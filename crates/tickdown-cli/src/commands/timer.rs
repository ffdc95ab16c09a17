use std::time::Duration;

use clap::Subcommand;
use tickdown_core::{Command, Event, RunState};

use super::{open_service, print_events, Service};

#[derive(Subcommand)]
pub enum TimerAction {
    /// Start the countdown (resumes a paused one)
    Start,
    /// Pause the running countdown
    Pause,
    /// Stop and reset to the configured length
    Stop,
    /// Print current timer state as JSON
    Status,
    /// Run the countdown in the foreground until it finishes or ctrl-c
    Watch,
}

pub fn run(action: TimerAction) -> Result<(), Box<dyn std::error::Error>> {
    let mut svc = open_service()?;
    match action {
        TimerAction::Start => one_shot(&mut svc, Command::Start),
        TimerAction::Pause => one_shot(&mut svc, Command::Pause),
        TimerAction::Stop => one_shot(&mut svc, Command::Stop),
        TimerAction::Status => {
            let snapshot = svc.snapshot()?;
            println!("{}", serde_json::to_string_pretty(&snapshot)?);
            Ok(())
        }
        TimerAction::Watch => watch(&mut svc),
    }
}

/// A one-shot invocation is a brief foreground session: reconcile on the way
/// in, apply the user action, hand off to the background wake on the way out.
fn one_shot(svc: &mut Service, command: Command) -> Result<(), Box<dyn std::error::Error>> {
    let mut events = svc.dispatch(Command::EnterForeground)?;
    events.extend(svc.dispatch(command)?);
    events.extend(svc.dispatch(Command::EnterBackground)?);
    print_events(&events)
}

/// Foreground tick loop. Ticks once per second while running; any exit path
/// (completion, ctrl-c, not running) goes through EnterBackground so the
/// wake handoff is never skipped.
fn watch(svc: &mut Service) -> Result<(), Box<dyn std::error::Error>> {
    let rt = tokio::runtime::Runtime::new()?;
    rt.block_on(async {
        let events = svc.dispatch(Command::EnterForeground)?;
        print_events(&events)?;

        let mut running = matches!(
            svc.snapshot()?,
            Event::Snapshot {
                state: RunState::Running,
                ..
            }
        );

        let mut interval = tokio::time::interval(Duration::from_secs(1));
        // The first tick completes immediately; consume it so the countdown
        // decrements on whole-second boundaries.
        interval.tick().await;

        while running {
            tokio::select! {
                _ = interval.tick() => {
                    let events = svc.dispatch(Command::Tick)?;
                    match svc.snapshot()? {
                        Event::Snapshot { state, label, .. } => {
                            println!("{label}");
                            running = state == RunState::Running;
                        }
                        _ => running = false,
                    }
                    if events.iter().any(|e| matches!(e, Event::Finished { .. })) {
                        print_events(&events)?;
                    }
                }
                _ = tokio::signal::ctrl_c() => {
                    running = false;
                }
            }
        }

        let events = svc.dispatch(Command::EnterBackground)?;
        print_events(&events)?;
        Ok(())
    })
}
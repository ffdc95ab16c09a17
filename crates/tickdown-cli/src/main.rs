use clap::{Parser, Subcommand};
use tracing::{subscriber, Level};
use tracing_subscriber::FmtSubscriber;

mod commands;

#[derive(Parser)]
#[command(name = "tickdown", version, about = "Suspension-safe countdown timer")]
struct Cli {
    #[command(subcommand)]
    command: Commands,
}

#[derive(Subcommand)]
enum Commands {
    /// Timer control (foreground entry point)
    Timer {
        #[command(subcommand)]
        action: commands::timer::TimerAction,
    },
    /// Configuration management
    Config {
        #[command(subcommand)]
        action: commands::config::ConfigAction,
    },
    /// Wake delivery (invoked by the host when the scheduled wake fires)
    Wake {
        #[command(subcommand)]
        action: commands::wake::WakeAction,
    },
    /// Remote actions (acting on the background status presentation)
    Remote {
        #[command(subcommand)]
        action: commands::remote::RemoteCommand,
    },
}

fn main() {
    let fmt = FmtSubscriber::builder()
        .with_max_level(Level::INFO)
        .with_writer(std::io::stderr)
        .finish();
    let _ = subscriber::set_global_default(fmt);

    let cli = Cli::parse();
    let result = match cli.command {
        Commands::Timer { action } => commands::timer::run(action),
        Commands::Config { action } => commands::config::run(action),
        Commands::Wake { action } => commands::wake::run(action),
        Commands::Remote { action } => commands::remote::run(action),
    };

    if let Err(e) = result {
        eprintln!("error: {e}");
        std::process::exit(1);
    }
}
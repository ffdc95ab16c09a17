//! # Tickdown Core Library
//!
//! Core business logic for tickdown, a single-countdown timer that stays
//! correct across arbitrary suspension of its host process. All operations
//! are available via a standalone CLI binary; any GUI layer is a thin shell
//! over this library.
//!
//! ## Architecture
//!
//! - **Timer Engine**: a pure state machine over the durable [`TimerRecord`].
//!   Every entry point (foreground controller, wake handler, remote-action
//!   handler) funnels through the same `apply(record, command, now)` function,
//!   so the transition logic is written and tested exactly once.
//! - **Storage**: SQLite-based key/value record storage and TOML-based
//!   configuration. The persisted record is the single source of truth;
//!   in-memory state is only a cache for the active tick loop.
//! - **Wake scheduling**: a one-shot wall-clock wake contract used to resume
//!   engine logic while the process may be suspended or dead.
//!
//! ## Key Components
//!
//! - [`TimerRecord`] / [`apply`]: the durable record and its state machine
//! - [`TimerService`]: impure shell wiring store, wake scheduler, presenter
//! - [`StateStore`]: durable record persistence
//! - [`Config`]: application configuration management

pub mod clock;
pub mod error;
pub mod events;
pub mod presenter;
pub mod storage;
pub mod timer;
pub mod wake;

pub use clock::{Clock, SystemClock};
pub use error::{ConfigError, CoreError, StoreError, WakeError};
pub use events::Event;
pub use presenter::{LogPresenter, Presenter};
pub use storage::{Config, StateStore};
pub use timer::{
    apply, Command, Effect, RemoteAction, RunState, TimerRecord, TimerService, Transition,
};
pub use wake::{FileWakeScheduler, WakeScheduler};
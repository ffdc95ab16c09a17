//! Core error types for tickdown-core.
//!
//! All failures are local and recoverable: the engine is stateless between
//! invocations, so the worst outcome is a one-time loss of background
//! accuracy, never a corrupted persisted record.

use std::path::PathBuf;
use thiserror::Error;

/// Core error type for tickdown-core.
#[derive(Error, Debug)]
pub enum CoreError {
    /// Storage-related errors
    #[error("Storage error: {0}")]
    Store(#[from] StoreError),

    /// Configuration-related errors
    #[error("Configuration error: {0}")]
    Config(#[from] ConfigError),

    /// Wake-scheduling errors
    #[error("Wake scheduler error: {0}")]
    Wake(#[from] WakeError),

    /// IO errors
    #[error("IO error: {0}")]
    Io(#[from] std::io::Error),

    /// Serialization/deserialization errors
    #[error("JSON error: {0}")]
    Json(#[from] serde_json::Error),
}

/// Storage-specific errors.
#[derive(Error, Debug)]
pub enum StoreError {
    /// Failed to open the backing database
    #[error("Failed to open store at {path}: {source}")]
    OpenFailed {
        path: PathBuf,
        #[source]
        source: rusqlite::Error,
    },

    /// Query execution failed
    #[error("Query failed: {0}")]
    QueryFailed(String),

    /// A persisted field holds a value that cannot be parsed back
    #[error("Corrupt value for key '{key}': {value}")]
    CorruptField { key: String, value: String },

    /// Data directory could not be resolved or created
    #[error("Data directory unavailable: {0}")]
    DataDir(String),
}

/// Configuration-specific errors.
#[derive(Error, Debug)]
pub enum ConfigError {
    /// Failed to load configuration
    #[error("Failed to load configuration from {path}: {message}")]
    LoadFailed { path: PathBuf, message: String },

    /// Failed to save configuration
    #[error("Failed to save configuration to {path}: {message}")]
    SaveFailed { path: PathBuf, message: String },

    /// Failed to parse configuration
    #[error("Failed to parse configuration: {0}")]
    ParseFailed(String),
}

/// Wake-scheduler errors.
///
/// A schedule failure leaves the record in `Running` with no wake armed;
/// the next foreground reconcile degrades gracefully instead of crashing.
#[derive(Error, Debug)]
pub enum WakeError {
    /// The host declined to arm the one-shot wake
    #[error("Failed to arm wake: {0}")]
    ScheduleFailed(String),

    /// Cancelling the pending wake failed
    #[error("Failed to cancel wake: {0}")]
    CancelFailed(String),
}

impl From<rusqlite::Error> for StoreError {
    fn from(err: rusqlite::Error) -> Self {
        StoreError::QueryFailed(err.to_string())
    }
}

/// Result type alias for CoreError
pub type Result<T, E = CoreError> = std::result::Result<T, E>;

****************

**TASK GOAL**. From the records above, extract exactly and only the lines that begin at the line with "resolved or created" and stop after the line with "pub enum WakeError".

**YOUR SOLUTION**.
    /// Data directory could not be resolved or created
    #[error("Data directory unavailable: {0}")]
    DataDir(String),
}

/// Configuration-specific errors.
#[derive(Error, Debug)]
pub enum ConfigError {
    /// Failed to load configuration
    #[error("Failed to load configuration from {path}: {message}")]
    LoadFailed { path: PathBuf, message: String },

    /// Failed to save configuration
    #[error("Failed to save configuration to {path}: {message}")]
    SaveFailed { path: PathBuf, message: String },

    /// Failed to parse configuration
    #[error("Failed to parse configuration: {0}")]
    ParseFailed(String),
}

/// Wake-scheduler errors.
///
/// A schedule failure leaves the record in `Running` with no wake armed;
/// the next foreground reconcile degrades gracefully instead of crashing.
#[derive(Error, Debug)]
pub enum WakeError {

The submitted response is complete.